Australia is now moving into the ‘output’ phase of its investment cycle. This period will see significant increases in production and exports of iron ore and coal to Asia and other markets. However the increased supply of commodities may push down global prices. According to the BREE only eight projects worth a combined US$11.9 billion (AUS$12.8bn) progressed to the commitment stage in the six months to the end of April 2014.
(Source: www.mining.com 28 May 2014)
Austral Gold acquires controlling stake in underground mining contractor Humberto Reyes Arriendo de Maquinarias
ASX listed Austral Gold Limited (Austral Gold) has acquired a controlling stake in Chilean underground mining contractor Humberto Reyes Arriendo de Maquinarias (Humberto). Operating through its subsidiary, the Guanaco Mining Company Ltd (Guanaco), Austral Gold has acquired a 51% holding in Humberto for approximately US$2.7 million with an option to acquire the remaining 49% in two and half years at a price to be agreed upon. Humberto has been contracted by Guanaco since 2011.
(Source: www.miningaustralia.com.au 3 June 2014)
Fortescue to expand customer base beyond China
Australia’s third biggest iron ore miner Fortescue Metals Group (Fortescue) is expanding its customer base beyond China as concerns over the use of commodities as collateral for loans in the Asian giant has sparked recent price volatility. ASX listed Fortescue has now started to supply customers in South Korea, and intends to test Japan and other Asian markets next.
The price of Fortescue shares has fallen over 20% over the past twelve months, a drop with approximates to the fall in global iron ore spot prices. Speaking at a recent industry conference Fortescue’s CEO Mr. Nev Power said he expected the current volatility in iron ore prices to blow over soon and that there already are some positive signs, such as the joint US$1billon bid by China’s Baosteel Group and Aurizon Holdings Limited for Aquila Resources Limited, which he considers a vote of confidence in the Australian mining industry and the iron ore market.
(Source: www.mining.com 7 May 2014)
LME to offer replacement for London silver benchmark process
The 117-year-old London silver price benchmark system – or ‘fix’ – previously operated by London Silver Market Fixing Limited, will close on 14 August 2014.
The London Metal Exchange (LME) has announced it will offer three alternatives processes for silver benchmarking including an enhanced telephone-based process and an option for open-outcry price setting.

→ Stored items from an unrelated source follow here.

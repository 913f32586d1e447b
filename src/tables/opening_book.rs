//! Opening-book support with TSV import compatible with public opening datasets.
//!
//! Opening lines are replayed from the starting position and every position
//! along them is indexed by its hash, so lookups work whatever move order led
//! to the position.

use std::collections::HashMap;
use std::fs;
use std::path::Path;

use rand::Rng;
use tracing::warn;

use crate::errors::{NotationError, NotationResult};
use crate::game_state::board::Board;
use crate::moves::move_descriptions::Move;
use crate::utils::long_algebraic::parse_long_algebraic;

const EMBEDDED_TSV: &str = include_str!("data/opening_book.tsv");

#[derive(Debug, Clone, Copy, PartialEq, Eq)]
pub struct BookMove {
    pub mv: Move,
    pub weight: u32,
}

#[derive(Debug, Clone, Default)]
pub struct OpeningBook {
    by_hash: HashMap<u64, Vec<BookMove>>,
}

impl OpeningBook {
    /// The small table compiled into the binary. A table that fails to
    /// parse is logged and replaced by an empty book.
    pub fn embedded() -> Self {
        Self::from_tsv_str(EMBEDDED_TSV).unwrap_or_else(|err| {
            warn!(%err, "embedded opening book is unusable; continuing without it");
            Self::default()
        })
    }

    pub fn from_tsv_path(path: impl AsRef<Path>) -> NotationResult<Self> {
        let path = path.as_ref();
        let data = fs::read_to_string(path).map_err(|e| {
            NotationError::InvalidBook(format!("failed reading {}: {e}", path.display()))
        })?;
        Self::from_tsv_str(&data)
    }

    /// Parse a TSV with a `uci` (or `moves`) column of space-separated long
    /// algebraic moves and an optional `weight`/`count`/`plays` column.
    pub fn from_tsv_str(tsv: &str) -> NotationResult<Self> {
        let mut lines = tsv.lines().filter(|line| !line.trim().is_empty());
        let header = lines
            .next()
            .ok_or_else(|| NotationError::InvalidBook("opening TSV is empty".to_owned()))?;

        let mut uci_idx = None;
        let mut moves_idx = None;
        let mut weight_idx = None;
        for (i, name) in header.split('\t').enumerate() {
            match name.trim().to_ascii_lowercase().as_str() {
                "uci" => uci_idx = Some(i),
                "moves" => moves_idx = Some(i),
                "weight" | "count" | "plays" => weight_idx = Some(i),
                _ => {}
            }
        }
        let sequence_idx = uci_idx.or(moves_idx).ok_or_else(|| {
            NotationError::InvalidBook("opening TSV needs a 'uci' or 'moves' column".to_owned())
        })?;

        let mut weights: HashMap<u64, Vec<BookMove>> = HashMap::new();

        for line in lines {
            let fields: Vec<&str> = line.split('\t').collect();
            let sequence = fields
                .get(sequence_idx)
                .map(|s| s.trim())
                .filter(|s| !s.is_empty())
                .ok_or_else(|| {
                    NotationError::InvalidBook(format!("missing moves in row '{line}'"))
                })?;
            let row_weight = weight_idx
                .and_then(|idx| fields.get(idx))
                .and_then(|w| w.trim().parse::<u32>().ok())
                .unwrap_or(1)
                .max(1);

            let mut board = Board::starting_position();
            for token in sequence.split_whitespace() {
                let mv = parse_long_algebraic(token, &board).map_err(|e| {
                    NotationError::InvalidBook(format!("move '{token}' in row '{line}': {e}"))
                })?;
                let row = weights.entry(board.position_hash()).or_default();
                match row.iter_mut().find(|known| known.mv == mv) {
                    Some(known) => known.weight = known.weight.saturating_add(row_weight),
                    None => row.push(BookMove {
                        mv,
                        weight: row_weight,
                    }),
                }
                board = board.apply_move(&mv);
            }
        }

        Ok(Self { by_hash: weights })
    }

    #[inline]
    pub fn len(&self) -> usize {
        self.by_hash.len()
    }

    #[inline]
    pub fn is_empty(&self) -> bool {
        self.by_hash.is_empty()
    }

    /// Known moves for a position hash; empty when the position is unknown.
    pub fn moves_for(&self, position_hash: u64) -> &[BookMove] {
        self.by_hash
            .get(&position_hash)
            .map_or(&[], |row| row.as_slice())
    }

    pub fn choose_weighted_move<R: Rng + ?Sized>(
        &self,
        position_hash: u64,
        rng: &mut R,
    ) -> Option<Move> {
        let moves = self.moves_for(position_hash);
        let first = moves.first()?;

        let total_weight: u64 = moves.iter().map(|m| u64::from(m.weight)).sum();
        if total_weight == 0 {
            return Some(first.mv);
        }

        let mut pick = rng.random_range(0..total_weight);
        for m in moves {
            let w = u64::from(m.weight);
            if pick < w {
                return Some(m.mv);
            }
            pick -= w;
        }

        Some(first.mv)
    }
}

The LME, a subsidiary of the Hong Kong Exchanges and Clearing Ltd, has proposed alternatives to the telephone-based system. The LME has stated that their alternative solutions would provide for enhanced auditing and compliance. A ring-based solution is favoured by the silver industry participants, whereas an electronic auction-based system is favoured by silver traders. According to the LME it would be difficult to establish an electronic auction based system by 15 August. Instead the LME proposes to expand its existing electronic platform LME Select to include silver. One of a combination of the LME Select system, the telephone-based process and an option for open-outcry price setting would be used to set silver prices.
The fix is set each day at 12:00pm by HSBC, Deutsche Bank and Scotiabank. The move to disband the silver fix came after Deutsche Bank, a member of the gold and silver fix for two decades, failed to attract a buyer after putting its seats up for sale in January.
The LME and the Chicago Mercantile Exchange are working with eight other companies interested in administering the silver price benchmark. The London Bullion Market Association will decide upon which proposal is to be adopted.